* [To do] Can you give all the records again without altering a single character?

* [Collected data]

—————

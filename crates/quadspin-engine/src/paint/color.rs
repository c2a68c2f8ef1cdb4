/// Linear premultiplied RGBA color.
///
/// Invariant:
/// - `rgb` components are expected to be multiplied by `a` (premultiplied alpha).
#[derive(Debug, Copy, Clone, Default, PartialEq)]
pub struct Color {
    pub r: f32, // premultiplied
    pub g: f32, // premultiplied
    pub b: f32, // premultiplied
    pub a: f32,
}

impl Color {
    pub const WHITE: Color = Color::from_premul(1.0, 1.0, 1.0, 1.0);

    /// Creates a linear premultiplied color from straight sRGB components in `[0, 1]`.
    ///
    /// Alpha is not gamma encoded and passes through unchanged.
    #[inline]
    pub fn from_srgb(r: f32, g: f32, b: f32, a: f32) -> Self {
        Self::from_straight(srgb_to_linear(r), srgb_to_linear(g), srgb_to_linear(b), a)
    }

    /// Same as [`Color::from_srgb`], from bytes.
    #[inline]
    pub fn from_srgb_u8(r: u8, g: u8, b: u8, a: u8) -> Self {
        let n = |v: u8| v as f32 / 255.0;
        Self::from_srgb(n(r), n(g), n(b), n(a))
    }

    /// Creates a premultiplied color from premultiplied components.
    #[inline]
    pub const fn from_premul(r: f32, g: f32, b: f32, a: f32) -> Self {
        Self { r, g, b, a }
    }

    /// Creates a premultiplied color from straight alpha components.
    #[inline]
    pub fn from_straight(r: f32, g: f32, b: f32, a: f32) -> Self {
        let a = a.clamp(0.0, 1.0);
        Self {
            r: (r.clamp(0.0, 1.0)) * a,
            g: (g.clamp(0.0, 1.0)) * a,
            b: (b.clamp(0.0, 1.0)) * a,
            a,
        }
    }

    /// Scales every channel by `coverage` (`0..=1`), keeping premultiplication.
    #[inline]
    pub fn with_coverage(self, coverage: f32) -> Self {
        let c = coverage.clamp(0.0, 1.0);
        Self { r: self.r * c, g: self.g * c, b: self.b * c, a: self.a * c }
    }

    /// Packs the color into RGBA8 bytes (still premultiplied).
    #[inline]
    pub fn to_rgba8(self) -> [u8; 4] {
        let q = |v: f32| (v.clamp(0.0, 1.0) * 255.0).round() as u8;
        [q(self.r), q(self.g), q(self.b), q(self.a)]
    }

    #[inline]
    pub fn to_array(self) -> [f32; 4] {
        [self.r, self.g, self.b, self.a]
    }
}

fn srgb_to_linear(c: f32) -> f32 {
    let c = c.clamp(0.0, 1.0);
    if c <= 0.04045 {
        c / 12.92
    } else {
        ((c + 0.055) / 1.055).powf(2.4)
    }
}

impl From<Color> for wgpu::Color {
    fn from(c: Color) -> Self {
        wgpu::Color { r: c.r as f64, g: c.g as f64, b: c.b as f64, a: c.a as f64 }
    }
}

#[cfg(test)]
mod tests {
    use super::*;

    #[test]
    fn straight_is_premultiplied() {
        let c = Color::from_straight(1.0, 0.5, 0.0, 0.5);
        assert_eq!(c, Color::from_premul(0.5, 0.25, 0.0, 0.5));
    }

    #[test]
    fn out_of_range_inputs_are_clamped() {
        let c = Color::from_straight(2.0, -1.0, 0.5, 3.0);
        assert_eq!(c, Color::from_premul(1.0, 0.0, 0.5, 1.0));
    }

    #[test]
    fn srgb_bytes_are_decoded_to_linear() {
        let c = Color::from_srgb_u8(255, 0, 128, 255);
        assert_eq!((c.r, c.g, c.a), (1.0, 0.0, 1.0));
        // sRGB mid-grey is about 21.6% linear.
        assert!((c.b - 0.2158).abs() < 1e-3, "{}", c.b);
    }

    #[test]
    fn srgb_floats_match_byte_decoding() {
        let f = Color::from_srgb(0.0, 0.5, 1.0, 0.5);
        let b = Color::from_srgb_u8(0, 128, 255, 128);
        assert!((f.g - b.g).abs() < 1e-2);
        assert!((f.b - b.b).abs() < 1e-2);
        assert_eq!(f.a, 0.5);
        // Dark tones fall on the linear segment of the curve.
        assert!((Color::from_srgb(0.02, 0.0, 0.0, 1.0).r - 0.02 / 12.92).abs() < 1e-6);
    }

    #[test]
    fn coverage_scales_all_channels() {
        let c = Color::WHITE.with_coverage(0.5);
        assert_eq!(c.to_array(), [0.5, 0.5, 0.5, 0.5]);
        assert_eq!(c.to_rgba8(), [128, 128, 128, 128]);
    }
}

—————

* [Finished exercise]
filename crates/quadspin-engine/src/paint/color.rs
repository c2a68c2f8ef1cdb4
/// Linear premultiplied RGBA color.
///
/// Invariant:
/// - `rgb` components are expected to be multiplied by `a` (premultiplied alpha).
#[derive(Debug, Copy, Clone, Default, PartialEq)]
pub struct Color {
    pub r: f32, // premultiplied
    pub g: f32, // premultiplied
    pub b: f32, // premultiplied
    pub a: f32,
}

impl Color {
    pub const WHITE: Color = Color::from_premul(1.0, 1.0, 1.0, 1.0);

    /// Creates a linear premultiplied color from straight sRGB components in `[0, 1]`.
    ///
    /// Alpha is not gamma encoded and passes through unchanged.
    #[inline]
    pub fn from_srgb(r: f32, g: f32, b: f32, a: f32) -> Self {
        Self::from_straight(srgb_to_linear(r), srgb_to_linear(g), srgb_to_linear(b), a)
    }

    /// Same as [`Color::from_srgb`], from bytes.
    #[inline]
    pub fn from_srgb_u8(r: u8, g: u8, b: u8, a: u8) -> Self {
        let n = |v: u8| v as f32 / 255.0;
        Self::from_srgb(n(r), n(g), n(b), n(a))
    }

    /// Creates a premultiplied color from premultiplied components.
    #[inline]
    pub const fn from_premul(r: f32, g: f32, b: f32, a: f32) -> Self {
        Self { r, g, b, a }
    }

    /// Creates a premultiplied color from straight alpha components.
    #[inline]
    pub fn from_straight(r: f32, g: f32, b: f32, a: f32) -> Self {
        let a = a.clamp(0.0, 1.0);
        Self {
            r: (r.clamp(0.0, 1.0)) * a,
            g: (g.clamp(0.0, 1.0)) * a,
            b: (b.clamp(0.0, 1.0)) * a,
            a,
        }
    }

    /// Scales every channel by `coverage` (`0..=1`), keeping premultiplication.
    #[inline]
    pub fn with_coverage(self, coverage: f32) -> Self {
        let c = coverage.clamp(0.0, 1.0);
        Self { r: self.r * c, g: self.g * c, b: self.b * c, a: self.a * c }
    }

    /// Packs the color into RGBA8 bytes (still premultiplied).
    #[inline]
    pub fn to_rgba8(self) -> [u8; 4] {
        let q = |v: f32| (v.clamp(0.0, 1.0) * 255.0).round() as u8;
        [q(self.r), q(self.g), q(self.b), q(self.a)]
    }

    #[inline]
    pub fn to_array(self) -> [f32; 4] {
        [self.r, self.g, self.b, self.a]
    }
}

fn srgb_to_linear(c: f32) -> f32 {
    let c = c.clamp(0.0, 1.0);
    if c <= 0.04045 {
        c / 12.92
    } else {
        ((c + 0.055) / 1.055).powf(2.4)
    }
}

impl From<Color> for wgpu::Color {
    fn from(c: Color) -> Self {
        wgpu::Color { r: c.r as f64, g: c.g as f64, b: c.b as f64, a: c.a as f64 }
    }
}

#[cfg(test)]
mod tests {
    use super::*;

    #[test]
    fn straight_is_premultiplied() {
        let c = Color::from_straight(1.0, 0.5, 0.0, 0.5);
        assert_eq!(c, Color::from_premul(0.5, 0.25, 0.0, 0.5));
    }

    #[test]
    fn out_of_range_inputs_are_clamped() {
        let c = Color::from_straight(2.0, -1.0, 0.5, 3.0);
        assert_eq!(c, Color::from_premul(1.0, 0.0, 0.5, 1.0));
    }

    #[test]
    fn srgb_bytes_are_decoded_to_linear() {
        let c = Color::from_srgb_u8(255, 0, 128, 255);
        assert_eq!((c.r, c.g, c.a), (1.0, 0.0, 1.0));
        // sRGB mid-grey is about 21.6% linear.
        assert!((c.b - 0.2158).abs() < 1e-3, "{}", c.b);
    }

    #[test]
    fn srgb_floats_match_byte_decoding() {
        let f = Color::from_srgb(0.0, 0.5, 1.0, 0.5);
        let b = Color::from_srgb_u8(0, 128, 255, 128);
        assert!((f.g - b.g).abs() < 1e-2);
        assert!((f.b - b.b).abs() < 1e-2);
        assert_eq!(f.a, 0.5);
        // Dark tones fall on the linear segment of the curve.
        assert!((Color::from_srgb(0.02, 0.0, 0.0, 1.0).r - 0.02 / 12.92).abs() < 1e-6);
    }

    #[test]
    fn coverage_scales_all_channels() {
        let c = Color::WHITE.with_coverage(0.5);
        assert_eq!(c.to_array(), [0.5, 0.5, 0.5, 0.5]);
        assert_eq!(c.to_rgba8(), [128, 128, 128, 128]);
    }
}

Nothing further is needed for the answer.